- [Instructions for the task]: Produce word for word the lines of the data below running from the one that has "pub enum PipelineError" to the one that has "let spec = image.to_spec()?;", inclusive, and no others.
━━━━━━
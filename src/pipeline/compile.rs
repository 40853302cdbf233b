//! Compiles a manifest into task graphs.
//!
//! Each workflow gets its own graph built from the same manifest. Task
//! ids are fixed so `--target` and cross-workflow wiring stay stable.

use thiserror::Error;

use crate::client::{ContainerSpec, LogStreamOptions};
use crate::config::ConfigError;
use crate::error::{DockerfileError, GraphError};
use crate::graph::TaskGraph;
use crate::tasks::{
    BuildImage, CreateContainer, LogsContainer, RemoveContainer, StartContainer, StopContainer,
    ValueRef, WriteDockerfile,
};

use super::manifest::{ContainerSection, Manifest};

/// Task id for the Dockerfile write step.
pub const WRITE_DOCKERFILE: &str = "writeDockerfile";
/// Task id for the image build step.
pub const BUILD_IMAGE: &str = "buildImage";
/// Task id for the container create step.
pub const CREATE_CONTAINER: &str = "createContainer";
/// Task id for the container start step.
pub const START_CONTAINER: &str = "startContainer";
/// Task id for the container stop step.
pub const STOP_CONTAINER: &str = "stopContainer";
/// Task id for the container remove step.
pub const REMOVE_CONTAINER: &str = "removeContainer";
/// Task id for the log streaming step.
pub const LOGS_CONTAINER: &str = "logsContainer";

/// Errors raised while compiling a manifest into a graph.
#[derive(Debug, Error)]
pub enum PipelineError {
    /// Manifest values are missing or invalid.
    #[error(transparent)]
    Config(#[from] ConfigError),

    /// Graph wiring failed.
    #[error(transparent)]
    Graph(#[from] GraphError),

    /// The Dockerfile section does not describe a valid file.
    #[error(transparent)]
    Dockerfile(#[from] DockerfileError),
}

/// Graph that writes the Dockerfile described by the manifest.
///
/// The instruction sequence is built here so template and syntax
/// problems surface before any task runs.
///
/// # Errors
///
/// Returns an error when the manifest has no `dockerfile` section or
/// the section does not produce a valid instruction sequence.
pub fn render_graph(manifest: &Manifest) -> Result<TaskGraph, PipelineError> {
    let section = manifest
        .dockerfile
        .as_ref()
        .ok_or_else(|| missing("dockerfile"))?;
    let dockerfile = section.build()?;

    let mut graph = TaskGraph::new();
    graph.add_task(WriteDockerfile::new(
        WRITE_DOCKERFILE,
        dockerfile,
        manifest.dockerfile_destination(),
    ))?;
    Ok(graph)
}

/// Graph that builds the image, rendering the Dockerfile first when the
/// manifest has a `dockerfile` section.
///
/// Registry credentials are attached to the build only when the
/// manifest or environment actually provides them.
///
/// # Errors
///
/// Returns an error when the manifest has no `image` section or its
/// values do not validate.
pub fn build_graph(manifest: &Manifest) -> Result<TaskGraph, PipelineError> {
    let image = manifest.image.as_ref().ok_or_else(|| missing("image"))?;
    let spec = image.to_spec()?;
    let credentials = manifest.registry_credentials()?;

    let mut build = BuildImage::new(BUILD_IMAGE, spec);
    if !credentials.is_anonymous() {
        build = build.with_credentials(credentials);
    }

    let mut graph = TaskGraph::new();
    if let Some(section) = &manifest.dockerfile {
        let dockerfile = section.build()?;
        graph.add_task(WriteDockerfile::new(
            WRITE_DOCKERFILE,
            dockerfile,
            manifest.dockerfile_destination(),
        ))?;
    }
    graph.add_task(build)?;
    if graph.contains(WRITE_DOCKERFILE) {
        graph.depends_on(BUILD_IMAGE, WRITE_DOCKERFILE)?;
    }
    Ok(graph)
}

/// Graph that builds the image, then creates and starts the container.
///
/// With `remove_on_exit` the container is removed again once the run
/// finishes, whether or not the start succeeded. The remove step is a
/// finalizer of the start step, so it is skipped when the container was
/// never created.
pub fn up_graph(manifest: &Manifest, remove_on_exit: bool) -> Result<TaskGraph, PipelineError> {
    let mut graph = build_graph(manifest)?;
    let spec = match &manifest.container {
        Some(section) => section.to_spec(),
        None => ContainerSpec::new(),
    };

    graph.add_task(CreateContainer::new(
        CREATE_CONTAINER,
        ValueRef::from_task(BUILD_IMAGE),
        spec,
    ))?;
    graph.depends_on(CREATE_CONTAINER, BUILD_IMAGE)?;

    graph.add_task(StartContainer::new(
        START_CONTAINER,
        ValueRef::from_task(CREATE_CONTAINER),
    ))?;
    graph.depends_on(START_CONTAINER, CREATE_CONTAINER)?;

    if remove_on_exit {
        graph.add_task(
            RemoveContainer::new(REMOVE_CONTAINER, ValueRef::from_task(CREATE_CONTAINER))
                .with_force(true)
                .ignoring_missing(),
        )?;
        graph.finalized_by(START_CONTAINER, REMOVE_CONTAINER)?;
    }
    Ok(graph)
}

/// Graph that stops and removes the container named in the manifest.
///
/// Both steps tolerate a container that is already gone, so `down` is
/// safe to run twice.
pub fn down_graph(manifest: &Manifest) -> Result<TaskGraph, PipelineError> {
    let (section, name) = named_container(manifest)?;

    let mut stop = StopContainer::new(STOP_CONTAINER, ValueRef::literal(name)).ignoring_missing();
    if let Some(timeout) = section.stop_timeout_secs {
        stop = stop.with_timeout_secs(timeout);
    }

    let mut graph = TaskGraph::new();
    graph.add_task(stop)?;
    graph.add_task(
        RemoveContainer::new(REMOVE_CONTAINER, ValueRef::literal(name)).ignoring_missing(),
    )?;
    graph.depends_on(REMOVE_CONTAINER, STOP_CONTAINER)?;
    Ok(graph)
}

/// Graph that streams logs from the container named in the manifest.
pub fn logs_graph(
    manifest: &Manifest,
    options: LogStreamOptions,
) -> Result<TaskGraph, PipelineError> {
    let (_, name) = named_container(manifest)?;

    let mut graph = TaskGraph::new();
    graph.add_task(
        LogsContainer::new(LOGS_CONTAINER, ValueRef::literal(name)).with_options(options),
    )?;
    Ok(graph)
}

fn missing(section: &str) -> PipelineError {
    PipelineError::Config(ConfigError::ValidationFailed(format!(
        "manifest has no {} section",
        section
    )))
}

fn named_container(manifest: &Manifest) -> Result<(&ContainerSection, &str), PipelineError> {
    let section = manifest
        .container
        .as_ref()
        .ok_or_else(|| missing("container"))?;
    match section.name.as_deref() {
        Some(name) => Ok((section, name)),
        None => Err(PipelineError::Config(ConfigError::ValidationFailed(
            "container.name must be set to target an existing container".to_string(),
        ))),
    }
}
━━━━━━
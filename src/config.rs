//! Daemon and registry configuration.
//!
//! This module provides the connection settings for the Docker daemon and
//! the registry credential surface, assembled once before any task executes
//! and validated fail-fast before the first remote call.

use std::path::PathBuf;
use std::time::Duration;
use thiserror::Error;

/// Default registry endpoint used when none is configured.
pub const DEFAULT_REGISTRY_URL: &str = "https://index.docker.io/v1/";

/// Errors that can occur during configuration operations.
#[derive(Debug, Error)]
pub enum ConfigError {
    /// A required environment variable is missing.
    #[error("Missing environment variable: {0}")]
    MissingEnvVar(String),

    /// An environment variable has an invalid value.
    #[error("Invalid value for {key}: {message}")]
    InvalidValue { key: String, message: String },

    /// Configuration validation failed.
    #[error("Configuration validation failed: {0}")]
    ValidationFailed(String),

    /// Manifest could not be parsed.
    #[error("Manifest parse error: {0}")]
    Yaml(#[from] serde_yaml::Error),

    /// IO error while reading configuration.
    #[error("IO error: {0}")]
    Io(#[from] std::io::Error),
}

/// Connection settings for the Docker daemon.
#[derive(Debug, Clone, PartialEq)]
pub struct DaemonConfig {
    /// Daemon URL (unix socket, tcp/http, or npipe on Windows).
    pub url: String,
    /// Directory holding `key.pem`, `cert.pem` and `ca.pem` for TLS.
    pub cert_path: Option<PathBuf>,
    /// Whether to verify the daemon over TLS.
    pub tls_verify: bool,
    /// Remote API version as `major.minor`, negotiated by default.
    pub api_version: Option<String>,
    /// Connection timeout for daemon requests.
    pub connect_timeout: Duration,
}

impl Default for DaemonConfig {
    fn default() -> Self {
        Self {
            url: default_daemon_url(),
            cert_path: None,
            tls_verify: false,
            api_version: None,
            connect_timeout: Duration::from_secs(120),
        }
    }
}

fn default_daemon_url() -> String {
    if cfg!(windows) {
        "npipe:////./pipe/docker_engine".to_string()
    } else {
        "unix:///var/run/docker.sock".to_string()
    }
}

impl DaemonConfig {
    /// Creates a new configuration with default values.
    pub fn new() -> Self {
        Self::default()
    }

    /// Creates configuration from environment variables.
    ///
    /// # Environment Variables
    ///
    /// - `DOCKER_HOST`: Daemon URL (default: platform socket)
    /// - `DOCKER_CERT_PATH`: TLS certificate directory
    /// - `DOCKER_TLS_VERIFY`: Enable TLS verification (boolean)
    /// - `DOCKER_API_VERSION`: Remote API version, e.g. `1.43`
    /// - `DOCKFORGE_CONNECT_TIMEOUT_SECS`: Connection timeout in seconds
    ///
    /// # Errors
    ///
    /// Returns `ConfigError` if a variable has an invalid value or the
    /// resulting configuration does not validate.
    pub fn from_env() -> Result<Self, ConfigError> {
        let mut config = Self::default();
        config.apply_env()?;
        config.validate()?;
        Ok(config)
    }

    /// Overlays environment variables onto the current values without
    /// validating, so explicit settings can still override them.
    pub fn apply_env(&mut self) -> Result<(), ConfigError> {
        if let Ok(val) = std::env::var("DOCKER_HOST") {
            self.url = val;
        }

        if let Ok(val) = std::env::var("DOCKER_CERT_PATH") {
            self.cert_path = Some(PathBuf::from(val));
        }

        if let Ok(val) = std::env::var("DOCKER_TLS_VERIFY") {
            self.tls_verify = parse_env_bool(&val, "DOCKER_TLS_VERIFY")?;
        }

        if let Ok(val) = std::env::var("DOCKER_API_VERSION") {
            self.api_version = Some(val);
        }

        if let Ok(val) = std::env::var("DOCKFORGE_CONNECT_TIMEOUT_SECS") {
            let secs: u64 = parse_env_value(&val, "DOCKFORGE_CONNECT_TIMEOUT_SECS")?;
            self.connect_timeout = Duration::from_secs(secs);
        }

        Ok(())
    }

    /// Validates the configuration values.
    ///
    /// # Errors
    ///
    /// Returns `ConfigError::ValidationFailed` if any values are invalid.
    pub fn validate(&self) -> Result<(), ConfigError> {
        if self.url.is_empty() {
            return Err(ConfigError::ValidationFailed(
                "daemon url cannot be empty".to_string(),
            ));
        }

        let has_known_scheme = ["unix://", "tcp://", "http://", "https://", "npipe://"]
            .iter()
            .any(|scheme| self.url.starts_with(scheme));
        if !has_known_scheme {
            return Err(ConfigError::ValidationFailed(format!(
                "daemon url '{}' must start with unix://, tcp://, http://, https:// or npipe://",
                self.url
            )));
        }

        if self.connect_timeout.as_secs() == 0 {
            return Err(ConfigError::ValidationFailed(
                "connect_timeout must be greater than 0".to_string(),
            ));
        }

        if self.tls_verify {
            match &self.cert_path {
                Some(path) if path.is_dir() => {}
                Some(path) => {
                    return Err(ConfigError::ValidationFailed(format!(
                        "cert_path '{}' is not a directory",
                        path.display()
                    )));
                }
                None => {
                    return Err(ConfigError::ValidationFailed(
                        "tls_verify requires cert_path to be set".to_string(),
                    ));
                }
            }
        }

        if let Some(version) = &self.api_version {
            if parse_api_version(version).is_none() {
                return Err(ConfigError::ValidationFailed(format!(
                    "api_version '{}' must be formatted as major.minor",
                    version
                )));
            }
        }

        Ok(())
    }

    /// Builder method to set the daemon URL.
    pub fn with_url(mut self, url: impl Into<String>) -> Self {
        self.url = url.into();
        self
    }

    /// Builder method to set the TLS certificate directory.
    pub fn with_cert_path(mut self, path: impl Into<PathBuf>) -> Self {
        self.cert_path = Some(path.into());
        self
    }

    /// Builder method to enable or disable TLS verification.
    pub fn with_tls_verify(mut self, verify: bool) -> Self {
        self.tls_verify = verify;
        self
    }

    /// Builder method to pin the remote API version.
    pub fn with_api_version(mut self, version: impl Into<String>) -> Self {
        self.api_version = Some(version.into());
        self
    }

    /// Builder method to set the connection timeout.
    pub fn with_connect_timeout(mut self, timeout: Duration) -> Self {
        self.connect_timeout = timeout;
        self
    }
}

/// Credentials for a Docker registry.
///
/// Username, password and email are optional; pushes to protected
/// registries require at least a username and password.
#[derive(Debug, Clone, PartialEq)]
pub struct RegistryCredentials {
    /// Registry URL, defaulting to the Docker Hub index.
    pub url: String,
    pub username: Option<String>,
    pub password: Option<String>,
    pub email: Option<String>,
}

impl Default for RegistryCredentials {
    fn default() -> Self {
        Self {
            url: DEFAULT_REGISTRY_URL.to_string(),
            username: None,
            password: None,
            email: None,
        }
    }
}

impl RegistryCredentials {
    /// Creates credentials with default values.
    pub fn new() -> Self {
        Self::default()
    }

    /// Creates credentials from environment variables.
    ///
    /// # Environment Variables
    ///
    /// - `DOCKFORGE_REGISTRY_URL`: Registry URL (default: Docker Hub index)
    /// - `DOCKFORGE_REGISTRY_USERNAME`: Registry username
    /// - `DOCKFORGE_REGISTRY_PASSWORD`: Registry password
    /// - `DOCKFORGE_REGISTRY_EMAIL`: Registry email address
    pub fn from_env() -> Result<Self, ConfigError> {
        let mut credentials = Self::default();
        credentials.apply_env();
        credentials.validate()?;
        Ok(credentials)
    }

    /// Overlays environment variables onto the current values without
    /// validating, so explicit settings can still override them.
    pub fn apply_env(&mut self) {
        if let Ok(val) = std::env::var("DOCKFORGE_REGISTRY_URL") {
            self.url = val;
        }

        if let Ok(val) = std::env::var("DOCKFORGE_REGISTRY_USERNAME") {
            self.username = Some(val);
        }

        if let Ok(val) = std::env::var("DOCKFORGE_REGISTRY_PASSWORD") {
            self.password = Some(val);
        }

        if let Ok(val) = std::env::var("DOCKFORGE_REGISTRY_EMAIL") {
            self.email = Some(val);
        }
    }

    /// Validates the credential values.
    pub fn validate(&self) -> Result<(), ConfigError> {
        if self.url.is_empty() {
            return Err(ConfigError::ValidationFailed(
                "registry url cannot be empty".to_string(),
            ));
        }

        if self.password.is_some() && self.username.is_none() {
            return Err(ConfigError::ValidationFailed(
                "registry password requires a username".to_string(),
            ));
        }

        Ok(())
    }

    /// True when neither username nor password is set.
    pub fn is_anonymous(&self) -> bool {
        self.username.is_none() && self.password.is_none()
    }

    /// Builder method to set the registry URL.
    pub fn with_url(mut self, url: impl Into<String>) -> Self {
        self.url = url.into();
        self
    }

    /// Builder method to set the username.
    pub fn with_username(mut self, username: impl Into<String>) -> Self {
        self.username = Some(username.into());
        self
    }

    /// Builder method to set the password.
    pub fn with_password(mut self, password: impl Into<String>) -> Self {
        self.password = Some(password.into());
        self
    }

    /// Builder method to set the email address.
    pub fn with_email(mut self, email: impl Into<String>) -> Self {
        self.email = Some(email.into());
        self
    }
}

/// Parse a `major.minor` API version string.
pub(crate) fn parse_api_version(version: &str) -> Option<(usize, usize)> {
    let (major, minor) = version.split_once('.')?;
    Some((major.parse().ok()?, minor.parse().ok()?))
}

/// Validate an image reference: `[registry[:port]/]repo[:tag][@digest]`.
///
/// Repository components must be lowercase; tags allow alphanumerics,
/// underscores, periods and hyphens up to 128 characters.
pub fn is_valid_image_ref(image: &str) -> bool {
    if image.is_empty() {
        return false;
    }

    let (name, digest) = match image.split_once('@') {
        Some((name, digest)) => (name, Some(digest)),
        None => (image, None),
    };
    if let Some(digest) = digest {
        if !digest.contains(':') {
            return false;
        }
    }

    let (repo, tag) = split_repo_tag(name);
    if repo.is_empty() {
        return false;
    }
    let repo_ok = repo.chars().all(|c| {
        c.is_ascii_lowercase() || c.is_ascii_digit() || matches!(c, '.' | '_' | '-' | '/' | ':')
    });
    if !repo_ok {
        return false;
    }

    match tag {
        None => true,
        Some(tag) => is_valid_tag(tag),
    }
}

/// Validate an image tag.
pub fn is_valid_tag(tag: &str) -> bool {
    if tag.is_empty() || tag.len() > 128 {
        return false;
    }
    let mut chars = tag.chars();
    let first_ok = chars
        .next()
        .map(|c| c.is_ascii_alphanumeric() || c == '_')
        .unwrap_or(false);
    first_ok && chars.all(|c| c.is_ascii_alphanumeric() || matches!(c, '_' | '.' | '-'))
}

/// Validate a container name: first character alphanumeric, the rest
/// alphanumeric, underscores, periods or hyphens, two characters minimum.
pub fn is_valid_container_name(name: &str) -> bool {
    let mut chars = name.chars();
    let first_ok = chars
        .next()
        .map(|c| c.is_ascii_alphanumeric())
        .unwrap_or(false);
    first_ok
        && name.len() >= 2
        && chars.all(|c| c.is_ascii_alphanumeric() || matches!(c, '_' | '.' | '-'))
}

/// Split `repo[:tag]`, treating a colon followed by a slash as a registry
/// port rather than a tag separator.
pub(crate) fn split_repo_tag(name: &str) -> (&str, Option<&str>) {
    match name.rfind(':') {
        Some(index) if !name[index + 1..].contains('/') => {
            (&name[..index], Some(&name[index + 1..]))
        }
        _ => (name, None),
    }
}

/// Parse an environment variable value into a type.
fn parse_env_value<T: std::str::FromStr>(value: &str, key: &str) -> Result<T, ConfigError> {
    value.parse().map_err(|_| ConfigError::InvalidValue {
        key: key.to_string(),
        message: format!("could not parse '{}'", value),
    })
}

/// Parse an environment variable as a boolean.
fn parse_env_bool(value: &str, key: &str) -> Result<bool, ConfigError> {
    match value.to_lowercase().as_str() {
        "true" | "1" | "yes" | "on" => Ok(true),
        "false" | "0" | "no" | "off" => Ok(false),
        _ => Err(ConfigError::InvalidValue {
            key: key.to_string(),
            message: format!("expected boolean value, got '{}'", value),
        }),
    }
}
━━━━━━
- [Written response]:
pub enum PipelineError {
    /// Manifest values are missing or invalid.
    #[error(transparent)]
    Config(#[from] ConfigError),

    /// Graph wiring failed.
    #[error(transparent)]
    Graph(#[from] GraphError),

    /// The Dockerfile section does not describe a valid file.
    #[error(transparent)]
    Dockerfile(#[from] DockerfileError),
}

/// Graph that writes the Dockerfile described by the manifest.
///
/// The instruction sequence is built here so template and syntax
/// problems surface before any task runs.
///
/// # Errors
///
/// Returns an error when the manifest has no `dockerfile` section or
/// the section does not produce a valid instruction sequence.
pub fn render_graph(manifest: &Manifest) -> Result<TaskGraph, PipelineError> {
    let section = manifest
        .dockerfile
        .as_ref()
        .ok_or_else(|| missing("dockerfile"))?;
    let dockerfile = section.build()?;

    let mut graph = TaskGraph::new();
    graph.add_task(WriteDockerfile::new(
        WRITE_DOCKERFILE,
        dockerfile,
        manifest.dockerfile_destination(),
    ))?;
    Ok(graph)
}

/// Graph that builds the image, rendering the Dockerfile first when the
/// manifest has a `dockerfile` section.
///
/// Registry credentials are attached to the build only when the
/// manifest or environment actually provides them.
///
/// # Errors
///
/// Returns an error when the manifest has no `image` section or its
/// values do not validate.
pub fn build_graph(manifest: &Manifest) -> Result<TaskGraph, PipelineError> {
    let image = manifest.image.as_ref().ok_or_else(|| missing("image"))?;
    let spec = image.to_spec()?;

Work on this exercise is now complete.